Monday, September 26, 2005

Littering

Yesterday, we spent the day fishing at a handful of lakes in the area. They were beautiful pristine spots. The autumn afternoon sun was warm on my back, as the wind was lapping over the waters.

Geese were frolicking about the edges of the lake, their distinctive sound breaking the silence of solitude.

It was perfect. It was pristine... until

I noticed that people everywhere were throwing trash on the ground. Spent line, beer cans, broken tackle.

Michael and I spent an hour at dusk picking up after everyone else and throwing their refuse away in the garbage can that was ON THE WAY to the parking area.

Why are people such assholes?

Sunday, September 25, 2005

Displaced

Friday evening was our "date" night... something that we rarely do. Too often I think we get caught up in just existing, and forget that we are still lovers, still dating in a sense, even if we are married.

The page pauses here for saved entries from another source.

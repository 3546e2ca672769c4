// ============================================================================
// PROMOTER DASHBOARD - Festivales del promotor
// ============================================================================

use yew::prelude::*;

use crate::components::alert::Alert;
use crate::components::header::AppHeader;
use crate::hooks::session_context::use_session;
use crate::hooks::use_flash::use_flash;
use crate::hooks::use_latest_request::use_latest_request;
use crate::models::Festival;
use crate::services::festival_service;
use crate::state::routes::Route;
use crate::utils::format::format_date;

const LOAD_FAILED: &str = "Error al cargar los festivales";

fn link(route: Route, label: &str) -> Html {
    html! { <a class="btn-link" href={format!("#{}", route.path())}>{label.to_string()}</a> }
}

fn festival_row(festival: &Festival) -> Html {
    let id_festival = festival.id_festival;
    let status = festival.status();
    html! {
        <li class="festival-card">
            <div class="festival-main">
                <h3>{festival.nombre.clone()}</h3>
                <span class={status.badge_class()}>{festival.estado.clone().unwrap_or_default()}</span>
            </div>
            <p class="festival-dates">
                {format!("{} - {}", format_date(&festival.fecha_inicio), format_date(&festival.fecha_fin))}
            </p>
            if let Some(ubicacion) = festival.ubicacion.clone() {
                <p class="festival-location">{ubicacion}</p>
            }
            <div class="festival-actions">
                {link(Route::FestivalDetails { id_festival }, "Detalles")}
                {link(Route::FestivalTicketTypes { id_festival }, "Tipos de entrada")}
                {link(Route::FestivalTicketReport { id_festival }, "Entradas vendidas")}
                {link(Route::FestivalEdit { id_festival }, "Editar")}
            </div>
        </li>
    }
}

#[function_component(PromoterDashboard)]
pub fn promoter_dashboard() -> Html {
    let session = use_session();
    let flash = use_flash();
    let latest = use_latest_request();
    let festivals = use_state(Vec::<Festival>::new);
    let loading = use_state(|| true);

    {
        let session = session.clone();
        let festivals = festivals.clone();
        let loading = loading.clone();
        let show_error = flash.show.clone();
        let token = session.credential().map(str::to_string);
        use_effect_with(token, move |token| {
            let request = latest.begin();
            if let Some(token) = token.clone() {
                loading.set(true);
                wasm_bindgen_futures::spawn_local(async move {
                    let result = festival_service::fetch_promoter_festivals(&token).await;
                    if !request.is_current() {
                        return;
                    }
                    match result {
                        Ok(loaded) => {
                            log::info!("🎪 [FESTIVAL] {} festivales cargados", loaded.len());
                            festivals.set(loaded);
                        }
                        Err(e) => show_error.emit(session.report_api_error(&e, LOAD_FAILED)),
                    }
                    loading.set(false);
                });
            }
            || ()
        });
    }

    html! {
        <div class="dashboard">
            <AppHeader title="Mis festivales" />
            <Alert message={flash.message.clone()} />
            <div class="dashboard-actions">
                {link(Route::FestivalCreate, "+ Crear festival")}
            </div>
            if *loading {
                <p class="loading">{"Cargando festivales..."}</p>
            } else if festivals.is_empty() {
                <p class="empty">{"Todavía no tienes festivales."}</p>
            } else {
                <ul class="festival-list">
                    { for festivals.iter().map(festival_row) }
                </ul>
            }
        </div>
    }
}
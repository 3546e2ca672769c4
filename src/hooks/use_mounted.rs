use std::cell::RefCell;
use std::rc::Rc;

use yew::prelude::*;

/// `true` mientras el componente esté montado. Las respuestas de red que
/// llegan después del desmontaje se descartan consultándolo.
#[derive(Clone)]
pub struct MountedFlag(Rc<RefCell<bool>>);

impl MountedFlag {
    pub fn is_mounted(&self) -> bool {
        *self.0.borrow()
    }
}

#[hook]
pub fn use_mounted() -> MountedFlag {
    let flag = use_mut_ref(|| true);

    {
        let flag = flag.clone();
        use_effect_with((), move |_| {
            *flag.borrow_mut() = true;
            move || *flag.borrow_mut() = false
        });
    }

    MountedFlag(flag)
}
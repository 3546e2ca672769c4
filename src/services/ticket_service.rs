// ============================================================================
// TICKET SERVICE - Entradas, pulseras y tipos de entrada del promotor
// ============================================================================

use crate::models::{
    AssociateBraceletRequest, Bracelet, FestivalTicket, NominationRequest, TicketType,
    TicketTypePayload,
};
use crate::services::api_client::{ApiClient, ApiError};

pub async fn fetch_festival_tickets(
    token: &str,
    id_festival: i64,
) -> Result<Vec<FestivalTicket>, ApiError> {
    ApiClient::with_token(token)
        .get_json(&format!("/promotor/festivales/{}/entradas", id_festival))
        .await
}

pub async fn fetch_festival_bracelets(
    token: &str,
    id_festival: i64,
) -> Result<Vec<Bracelet>, ApiError> {
    ApiClient::with_token(token)
        .get_json(&format!("/promotor/festivales/{}/pulseras", id_festival))
        .await
}

/// Nominación hecha por el promotor (a diferencia de la pública, va por id)
pub async fn nominate_festival_ticket(
    token: &str,
    id_entrada: i64,
    request: &NominationRequest,
) -> Result<(), ApiError> {
    log::info!("🎫 [TICKETS] Nominando entrada {}", id_entrada);
    ApiClient::with_token(token)
        .post_discard(&format!("/promotor/entradas/{}/nominar", id_entrada), request)
        .await
}

/// Cancela la entrada; el backend repone el stock del tipo
pub async fn cancel_ticket(token: &str, id_entrada: i64) -> Result<(), ApiError> {
    log::info!("🎫 [TICKETS] Cancelando entrada {}", id_entrada);
    ApiClient::with_token(token)
        .post_empty(&format!("/promotor/entradas/{}/cancelar", id_entrada))
        .await
}

pub async fn associate_bracelet(
    token: &str,
    id_entrada: i64,
    codigo_uid: &str,
) -> Result<(), ApiError> {
    log::info!("📿 [TICKETS] Asociando pulsera {} a entrada {}", codigo_uid, id_entrada);
    let body = AssociateBraceletRequest {
        codigo_uid: codigo_uid.to_string(),
    };
    ApiClient::with_token(token)
        .post_discard(&format!("/promotor/entradas/{}/asociar-pulsera", id_entrada), &body)
        .await
}

pub async fn fetch_ticket_types(token: &str, id_festival: i64) -> Result<Vec<TicketType>, ApiError> {
    ApiClient::with_token(token)
        .get_json(&format!("/promotor/festivales/{}/tipos-entrada", id_festival))
        .await
}

pub async fn create_ticket_type(
    token: &str,
    id_festival: i64,
    payload: &TicketTypePayload,
) -> Result<(), ApiError> {
    log::info!("🎟️ [TICKET_TYPES] Creando tipo {} en festival {}", payload.tipo, id_festival);
    ApiClient::with_token(token)
        .post_discard(&format!("/promotor/festivales/{}/tipos-entrada", id_festival), payload)
        .await
}

pub async fn update_ticket_type(
    token: &str,
    id_tipo_entrada: i64,
    payload: &TicketTypePayload,
) -> Result<(), ApiError> {
    log::info!("🎟️ [TICKET_TYPES] Actualizando tipo {}", id_tipo_entrada);
    ApiClient::with_token(token)
        .put_discard(&format!("/promotor/tipos-entrada/{}", id_tipo_entrada), payload)
        .await
}

pub async fn delete_ticket_type(token: &str, id_tipo_entrada: i64) -> Result<(), ApiError> {
    log::info!("🗑️ [TICKET_TYPES] Eliminando tipo {}", id_tipo_entrada);
    ApiClient::with_token(token)
        .delete(&format!("/promotor/tipos-entrada/{}", id_tipo_entrada))
        .await
}
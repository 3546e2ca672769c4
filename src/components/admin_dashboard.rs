use yew::prelude::*;

use crate::components::header::AppHeader;
use crate::state::routes::Route;

const MENU: [(&str, &str, Route); 4] = [
    ("👥", "Usuarios", Route::AdminUsers),
    ("🎪", "Festivales", Route::AdminFestivals),
    ("🧑‍🤝‍🧑", "Clientes", Route::AdminClients),
    ("📊", "Reportes", Route::AdminReports),
];

#[function_component(AdminDashboard)]
pub fn admin_dashboard() -> Html {
    html! {
        <div class="dashboard">
            <AppHeader title="Panel de administración" />
            <nav class="dashboard-menu">
                { for MENU.iter().map(|(icon, label, route)| html! {
                    <a class="menu-card" href={format!("#{}", route.path())}>
                        <span class="menu-icon">{*icon}</span>
                        <span class="menu-label">{*label}</span>
                    </a>
                }) }
            </nav>
        </div>
    }
}
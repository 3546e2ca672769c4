use thiserror::Error;

/// Errores de validación de formularios (se muestran en línea tal cual)
#[derive(Debug, Clone, PartialEq, Eq, Error)]
pub enum ValidationError {
    #[error("Por favor, completa todos los campos")]
    MissingFields,
    #[error("El campo {0} es obligatorio")]
    Required(&'static str),
    #[error("La contraseña debe tener al menos {0} caracteres")]
    PasswordTooShort(usize),
    #[error("Las contraseñas no coinciden")]
    PasswordMismatch,
    #[error("Los emails no coinciden")]
    EmailMismatch,
    #[error("El email no es válido")]
    InvalidEmail,
    #[error("Fecha no válida: {0}")]
    InvalidDate(&'static str),
    #[error("La fecha de fin no puede ser anterior a la fecha de inicio")]
    EndBeforeStart,
    #[error("El aforo debe ser un número entero positivo")]
    InvalidCapacity,
    #[error("{0}")]
    TicketNotNominable(String),
    #[error("El código UID de la pulsera es obligatorio.")]
    BraceletUidRequired,
    #[error("Todos los campos obligatorios deben ser rellenados.")]
    TicketTypeIncomplete,
    #[error("El precio debe ser un número positivo o cero.")]
    InvalidPrice,
    #[error("El stock debe ser un número entero positivo o cero.")]
    InvalidStock,
}
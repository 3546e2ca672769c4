use chrono::{DateTime, Utc};
use serde::{Deserialize, Serialize};
use std::fmt;

/// Rol del usuario tal y como lo emite el backend en el claim `role`
#[derive(Debug, Clone, Copy, PartialEq, Eq, Hash, Serialize, Deserialize)]
#[serde(rename_all = "UPPERCASE")]
pub enum Role {
    Admin,
    Promotor,
    Cajero,
}

impl Role {
    pub fn as_str(&self) -> &'static str {
        match self {
            Role::Admin => "ADMIN",
            Role::Promotor => "PROMOTOR",
            Role::Cajero => "CAJERO",
        }
    }
}

impl fmt::Display for Role {
    fn fmt(&self, f: &mut fmt::Formatter<'_>) -> fmt::Result {
        f.write_str(self.as_str())
    }
}

/// Payload del JWT. Solo los claims que la consola necesita.
#[derive(Debug, Clone, PartialEq, Deserialize)]
#[serde(rename_all = "camelCase")]
pub struct TokenClaims {
    pub sub: String,
    pub role: Role,
    #[serde(default)]
    pub user_name: Option<String>,
    #[serde(default)]
    pub name: Option<String>,
    #[serde(default)]
    pub pwd_change_required: Option<bool>,
    #[serde(default)]
    pub exp: Option<f64>,
}

/// Identidad derivada del token. Nunca se persiste por separado.
#[derive(Debug, Clone, PartialEq, Eq)]
pub struct Identity {
    pub subject_id: String,
    pub role: Role,
    pub display_name: String,
    pub must_change_password: bool,
    /// Solo informativo: la consola no expira sesiones por su cuenta
    pub expires_at: Option<DateTime<Utc>>,
}

impl From<TokenClaims> for Identity {
    fn from(claims: TokenClaims) -> Self {
        let display_name = claims
            .user_name
            .filter(|name| !name.is_empty())
            .or(claims.name.filter(|name| !name.is_empty()))
            .unwrap_or_else(|| claims.sub.clone());
        Self {
            subject_id: claims.sub,
            role: claims.role,
            display_name,
            must_change_password: claims.pwd_change_required.unwrap_or(false),
            expires_at: claims
                .exp
                .and_then(|secs| DateTime::from_timestamp(secs.trunc() as i64, 0)),
        }
    }
}
// ============================================================================
// CREDENTIAL STORE - Persistencia del token entre recargas
// ============================================================================
// Un único slot de localStorage. Si el almacenamiento no está disponible se
// comporta como "sin credencial": nunca propaga errores al llamador.
// ============================================================================

use std::cell::RefCell;
use std::rc::Rc;

use crate::utils::constants::STORAGE_KEY_TOKEN;
use crate::utils::storage::{load_raw, remove_from_storage, save_raw};

/// Almacén durable de la credencial
pub trait CredentialStore {
    fn read(&self) -> Option<String>;
    fn write(&self, value: &str);
    fn clear(&self);
}

/// Implementación sobre `window.localStorage`
#[derive(Debug, Clone)]
pub struct LocalStorageCredentialStore {
    key: String,
}

impl LocalStorageCredentialStore {
    pub fn new() -> Self {
        Self {
            key: STORAGE_KEY_TOKEN.to_string(),
        }
    }
}

impl Default for LocalStorageCredentialStore {
    fn default() -> Self {
        Self::new()
    }
}

impl CredentialStore for LocalStorageCredentialStore {
    fn read(&self) -> Option<String> {
        load_raw(&self.key).filter(|token| !token.is_empty())
    }

    fn write(&self, value: &str) {
        if let Err(e) = save_raw(&self.key, value) {
            log::warn!("⚠️ [STORE] No se pudo persistir el token: {}", e);
        }
    }

    fn clear(&self) {
        if let Err(e) = remove_from_storage(&self.key) {
            log::warn!("⚠️ [STORE] No se pudo eliminar el token: {}", e);
        }
    }
}

/// Almacén en memoria. Los clones comparten el mismo slot.
#[derive(Debug, Clone, Default)]
pub struct MemoryCredentialStore {
    slot: Rc<RefCell<Option<String>>>,
}

impl MemoryCredentialStore {
    pub fn new() -> Self {
        Self::default()
    }

    pub fn with_value(value: &str) -> Self {
        Self {
            slot: Rc::new(RefCell::new(Some(value.to_string()))),
        }
    }
}

impl CredentialStore for MemoryCredentialStore {
    fn read(&self) -> Option<String> {
        self.slot.borrow().clone()
    }

    fn write(&self, value: &str) {
        *self.slot.borrow_mut() = Some(value.to_string());
    }

    fn clear(&self) {
        *self.slot.borrow_mut() = None;
    }
}
use crate::models::{NominationRequest, PublicTicket};
use crate::services::api_client::{ApiClient, ApiError};

fn encode_segment(segment: &str) -> String {
    String::from(js_sys::encode_uri_component(segment))
}

/// Datos públicos de una entrada por su código QR (sin autenticación)
pub async fn fetch_public_ticket(codigo_qr: &str) -> Result<PublicTicket, ApiError> {
    let path = format!("/public/venta/entrada-qr/{}", encode_segment(codigo_qr));
    ApiClient::new().get_json(&path).await
}

/// Nomina la entrada; el backend devuelve la entrada actualizada
pub async fn nominate_ticket(
    codigo_qr: &str,
    request: &NominationRequest,
) -> Result<PublicTicket, ApiError> {
    let path = format!("/public/venta/nominar/{}", encode_segment(codigo_qr));
    log::info!("🎫 [NOMINATION] Nominando entrada {}", codigo_qr);
    ApiClient::new().post_json(&path, request).await
}
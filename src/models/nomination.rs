use serde::{Deserialize, Serialize};

/// Entrada tal y como la expone el endpoint público por código QR
#[derive(Debug, Clone, PartialEq, Serialize, Deserialize)]
#[serde(rename_all = "camelCase")]
pub struct PublicTicket {
    pub codigo_qr: String,
    pub estado: String,
    #[serde(default)]
    pub nombre_festival: Option<String>,
    #[serde(default)]
    pub nombre_asistente: Option<String>,
    #[serde(default)]
    pub email_asistente: Option<String>,
}

/// Situación de la entrada respecto a la nominación
#[derive(Debug, Clone, PartialEq, Eq)]
pub enum TicketState {
    Nominable,
    AlreadyNominated { name: String, email: Option<String> },
    NotActive(String),
}

impl PublicTicket {
    pub fn state(&self) -> TicketState {
        match self.nombre_asistente.as_deref().filter(|n| !n.is_empty()) {
            Some(name) => TicketState::AlreadyNominated {
                name: name.to_string(),
                email: self.email_asistente.clone(),
            },
            None if self.estado != "ACTIVA" => TicketState::NotActive(self.estado.clone()),
            None => TicketState::Nominable,
        }
    }
}

#[derive(Debug, Clone, PartialEq, Default, Serialize, Deserialize)]
#[serde(rename_all = "camelCase")]
pub struct NominationRequest {
    pub email_asistente: String,
    pub confirm_email_nominado: String,
    pub nombre_asistente: String,
    pub telefono_asistente: String,
}
use yew::prelude::*;

use crate::models::Festival;
use crate::utils::format::format_date;
use crate::viewmodels::listing_viewmodel::Table;

#[derive(Properties, PartialEq)]
pub struct DataTableProps {
    pub table: Table,
    #[prop_or(AttrValue::Static("No hay registros."))]
    pub empty_text: AttrValue,
}

#[function_component(DataTable)]
pub fn data_table(props: &DataTableProps) -> Html {
    let table = &props.table;
    if table.is_empty() {
        return html! { <p class="empty">{props.empty_text.clone()}</p> };
    }

    html! {
        <table class="listing-table">
            <thead>
                <tr>{ for table.columns.iter().map(|c| html! { <th>{c.clone()}</th> }) }</tr>
            </thead>
            <tbody>
                { for table.rows.iter().map(|row| html! {
                    <tr>{ for row.iter().map(|cell| html! { <td>{cell.clone()}</td> }) }</tr>
                }) }
            </tbody>
        </table>
    }
}

#[derive(Properties, PartialEq)]
pub struct FestivalHeaderProps {
    pub festival: Festival,
}

/// Nombre, estado y fechas del festival sobre las pantallas de gestión
#[function_component(FestivalHeader)]
pub fn festival_header(props: &FestivalHeaderProps) -> Html {
    let festival = &props.festival;
    html! {
        <div class="festival-header">
            <h2>{festival.nombre.clone()}</h2>
            <span class={festival.status().badge_class()}>{festival.estado.clone().unwrap_or_default()}</span>
            <p>{format!("{} - {}", format_date(&festival.fecha_inicio), format_date(&festival.fecha_fin))}</p>
            if let Some(descripcion) = festival.descripcion.clone() {
                <p class="festival-description">{descripcion}</p>
            }
        </div>
    }
}
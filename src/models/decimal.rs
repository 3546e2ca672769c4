//! Importes del backend: llegan como número (`12.5`) o como texto (`"12.50"`)

use serde::de::{self, Deserializer};
use serde::Deserialize;

#[derive(Deserialize)]
#[serde(untagged)]
enum NumberOrText {
    Number(f64),
    Text(String),
}

pub fn deserialize<'de, D>(deserializer: D) -> Result<f64, D::Error>
where
    D: Deserializer<'de>,
{
    match NumberOrText::deserialize(deserializer)? {
        NumberOrText::Number(value) => Ok(value),
        NumberOrText::Text(text) => text.trim().parse().map_err(de::Error::custom),
    }
}

/// "12.50 €"
pub fn format_euros(amount: f64) -> String {
    format!("{:.2} €", amount)
}
// ============================================================================
// USE ROUTE - Hash routing sobre window.location
// ============================================================================

use wasm_bindgen::closure::Closure;
use wasm_bindgen::JsCast;
use yew::prelude::*;

use crate::state::routes::Route;
use crate::utils::constants::PATH_LOGIN;

/// Path actual sin `#`. Vacío se trata como `/login`.
pub fn current_path() -> String {
    web_sys::window()
        .and_then(|w| w.location().hash().ok())
        .map(|hash| hash.trim_start_matches('#').to_string())
        .filter(|path| !path.is_empty() && path != "/")
        .unwrap_or_else(|| PATH_LOGIN.to_string())
}

/// Navegación normal (deja entrada en el historial)
pub fn navigate(route: &Route) {
    if let Some(window) = web_sys::window() {
        if let Err(e) = window.location().set_hash(&route.path()) {
            log::error!("❌ [ROUTER] No se pudo navegar a {}: {:?}", route.path(), e);
        }
    }
}

/// Redirección sin entrada en el historial (como `<Navigate replace />`)
pub fn replace(route: &Route) {
    if let Some(window) = web_sys::window() {
        let target = format!("#{}", route.path());
        if let Err(e) = window.location().replace(&target) {
            log::error!("❌ [ROUTER] No se pudo redirigir a {}: {:?}", route.path(), e);
        }
    }
}

/// Path actual, re-renderiza en cada `hashchange`
#[hook]
pub fn use_current_path() -> String {
    let path = use_state(current_path);

    {
        let setter = path.setter();
        use_effect_with((), move |_| {
            let listener = Closure::wrap(Box::new(move |_e: web_sys::Event| {
                setter.set(current_path());
            }) as Box<dyn FnMut(web_sys::Event)>);

            let window = web_sys::window();
            if let Some(win) = &window {
                if let Err(e) = win.add_event_listener_with_callback("hashchange", listener.as_ref().unchecked_ref()) {
                    log::error!("❌ [ROUTER] No se pudo escuchar hashchange: {:?}", e);
                }
            }

            // El closure vive hasta el cleanup; entonces se desregistra
            move || {
                if let Some(win) = window {
                    let _ = win.remove_event_listener_with_callback("hashchange", listener.as_ref().unchecked_ref());
                }
                drop(listener);
            }
        });
    }

    (*path).clone()
}
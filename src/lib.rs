// ============================================================================
// BEATPASS CONSOLE - FRONTEND DE GESTIÓN DE FESTIVALES (RUST + YEW)
// ============================================================================
// - Services: credenciales, decodificación del token y llamadas al API
// - State: sesión reactiva, tabla de rutas y guard
// - Hooks: puente entre el estado y los componentes Yew
// - ViewModels: validación y mensajes de cada formulario
// - Components: pantallas
// ============================================================================

pub mod config;
pub mod models;
pub mod services;
pub mod state;
pub mod hooks;
pub mod viewmodels;
pub mod components;
pub mod utils;

#[cfg(test)]
#[path = "../build_support/dotenv.rs"]
mod build_dotenv;

use crate::config::CONFIG;

/// Panic hook + logger. Llamar una vez antes de renderizar.
pub fn init_logging() {
    console_error_panic_hook::set_once();
    wasm_logger::init(wasm_logger::Config::new(CONFIG.log_level()));
}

We went to a hole in the wall pub, ate fantastico chicken wings and the best BLT that ever existed, and then decided to go to the art fair. It's the 75th anniversary or something of the art fair, and we needed a rather strong piece for the transitional area between our living and dining rooms. We had a good time walking through, and I will say that the art fairs here put the Las Olas art fair to shame.

As we were walking back to the car, there was a group of men with placards standing on the streetcorner yelling at everyone that passed (via bullhorn) that they were damned to hell, and that they needed to accept Christ as their savior or they were going to burn in the fiery pits...

yada yada yada

Michael leaned over and said, "Well, I guess they got displaced from New Orleans as well."

I laughed so hard I nearly fell over.

And then my heart ached for our beautiful city of Orleans. And I worried about those that I know and love impacted by Rita.

Wednesday, September 21, 2005

Women are inherently rational

I mean, how else could I justify that during a moment of extreme stress, that I went and had seven inches of my hair whacked off last night?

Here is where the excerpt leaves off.